The Reserve Bank of India is not “behind the curve” in raising interest rates in the face of rising inflation, Monetary Policy Committee (MPC) member Ashima Goel said on Sunday, stressing that it is never wise to react to the shock when the economic recovery is shaky. Post coronavirus epidemic.
While acknowledging that India is “particularly weak” in combining food and crude oil prices due to the Russia-Ukraine war, Gayal, a leading economist, said the rate of growth should be coordinated with the economic recovery. His remarks came just days after the central bank’s rate-setting panel, the MPC, surprised the market with an increase of 40 basis points in the repo rate at an off-cycle policy meeting this month. This was the first rate increase since August 2018, in the spree of inflation.
“The RBI started balancing liquidity last year, when the US Federal Reserve has yet to start its balance sheet deal with inflation much higher than its target,” he told PTI in an interview. Noting that inflation has surpassed the RBI’s tolerance band due to the protracted Ukraine-Russia war, Goyal said Indian demand and wages were “soft”.
“In the United States, there was extra stimulus because of the large government spending. The labor market is tight. The Fed may be behind the curve, not the RBI. The pace of Indian inflation is different from that of the United States, “he said.
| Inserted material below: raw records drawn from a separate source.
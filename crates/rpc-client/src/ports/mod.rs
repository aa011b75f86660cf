//! Ports of the RPC client.
//!
//! `inbound` is what callers implement to receive results, `outbound` is
//! what the client needs from its environment (HTTP, clock, indicator).

pub mod inbound;
pub mod outbound;

pub use inbound::{JsonEvents, NoopEvents};
pub use outbound::{HttpResponse, HttpTransport, ProcessingIndicator, SystemTimeSource, TimeSource, TransportError};
//! Outbound ports of the RPC client.

use async_trait::async_trait;
use thiserror::Error;

/// Response of one HTTP exchange.
#[derive(Debug, Clone, PartialEq, Eq)]
pub struct HttpResponse {
    /// HTTP status code
    pub status: u16,
    /// Reason phrase for the status
    pub status_text: String,
    /// Response body as text
    pub body: String,
}

impl HttpResponse {
    /// Build a response
    pub fn new(status: u16, status_text: impl Into<String>, body: impl Into<String>) -> Self {
        Self {
            status,
            status_text: status_text.into(),
            body: body.into(),
        }
    }

    /// HTTP 200 with the given body
    pub fn ok(body: impl Into<String>) -> Self {
        Self::new(200, "OK", body)
    }

    /// Only 200 counts as success
    pub fn is_ok(&self) -> bool {
        self.status == 200
    }
}

/// Failure before a complete HTTP response was received.
#[derive(Debug, Clone, Error, PartialEq, Eq)]
pub enum TransportError {
    /// The request never reached the server (connect failure, bad URL, ...)
    #[error("request not sent: {0}")]
    NotSent(String),
    /// The exchange started but no complete response arrived
    #[error("exchange interrupted: {0}")]
    Interrupted(String),
}

/// Minimal HTTP client: the RPC protocol only ever POSTs.
#[async_trait]
pub trait HttpTransport: Send + Sync {
    /// POST `body` to `url` and return the response, whatever its status.
    async fn post(&self, url: &str, body: String) -> Result<HttpResponse, TransportError>;
}

/// Visible "still processing" indicator driven by the recovery coordinator.
pub trait ProcessingIndicator: Send + Sync {
    /// Make the indicator visible
    fn show(&self, remaining: usize);
    /// Update the number of calls still being recovered
    fn update(&self, remaining: usize);
    /// Hide the indicator
    fn hide(&self);
}

/// Time source trait for testability
pub trait TimeSource: Send + Sync {
    /// Milliseconds since the Unix epoch
    fn now_millis(&self) -> u64;
}

/// System time implementation
#[derive(Debug, Clone, Copy, Default)]
pub struct SystemTimeSource;

impl TimeSource for SystemTimeSource {
    fn now_millis(&self) -> u64 {
        std::time::SystemTime::now()
            .duration_since(std::time::UNIX_EPOCH)
            .map(|d| d.as_millis() as u64)
            // Clock before Unix epoch - tokens stay increasing anyway
            .unwrap_or(0)
    }
}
Gayal was answering the question as to why the RBI did not raise interest rates much earlier despite rising inflation and whether the central bank would lag behind the US Fed in this regard. Earlier this month, the US Fed raised the benchmark lending rate by 50 basis points.
On the domestic front, retail inflation reached an eight-year high of 7.79 percent in April this year and the RBI is likely to tighten monetary policy. Inflation rose for the seventh consecutive month in April. The RBI has been made mandatory by the government to keep inflation at 4 per cent with a margin of 2 per cent on both sides.
According to Gayal, ensuring that real interest rates do not move too far out of equilibrium levels and avoid unnecessary volatility in rates will help keep growth and inflation in balance. He further noted that after the global financial crisis, real interest rates were extremely negative which created additional heat and in the 2010s they slowed down and moved to large positive numbers.
“Rate growth should be linked to recovery. In this way, the sacrifice of growth needed to moderate inflation can be reduced by pushing for continued supply, ”he said.
The inflation forecast, to which the MPC responds, was within the tolerance band, Goyal said, adding that recovery from the epidemic has not been completed, and the threat of further surges if the MPC meets earlier is still strong. He was referring to meetings before the Off-Cycle One, held May 2-4.
“It is never wise to react excessively to a first-round push, even if it follows a series of previous shocks, especially when the country is in a shaky recovery from the epidemic,” he said. .
Noting that the markets have reacted to the threat and have already raised prices sharply, Goyal said, “The MPC move could lead to sharp rate hikes at that juncture and further volatility in the market.” India has “started a war that is particularly risky for a combination of food and crude oil inflation,” he noted.
Asked if the reduction in fuel taxes would reduce inflation, he said inflation was high due to multiple supply pressures following each other, although recovery was also hurting capacity in some sectors.
“Counter-cyclic fuel taxes could reduce output output needed to sustain inflation under supply-shock,” he said.
In anticipation of further fluctuations in the outflow of capital from countries like India due to anticipation of further Fed rate hikes, he said India’s careful process of ordering and restricting the inflow of foreign capital has ensured that such capital is not too much in the local market.
“We see that domestic and foreign investors are taking opposite positions in the stock market,” said Goyal, adding that diversification makes the market more stable.
The flow of most interest-sensitive loans is already gone, he said, noting that India has huge reserves to exploit short-term volatility and strong macroeconomic fundamentals. “Over time, foreign investors will not want to miss out on Indian growth prospects that will be better than most countries,” the prominent economist stressed.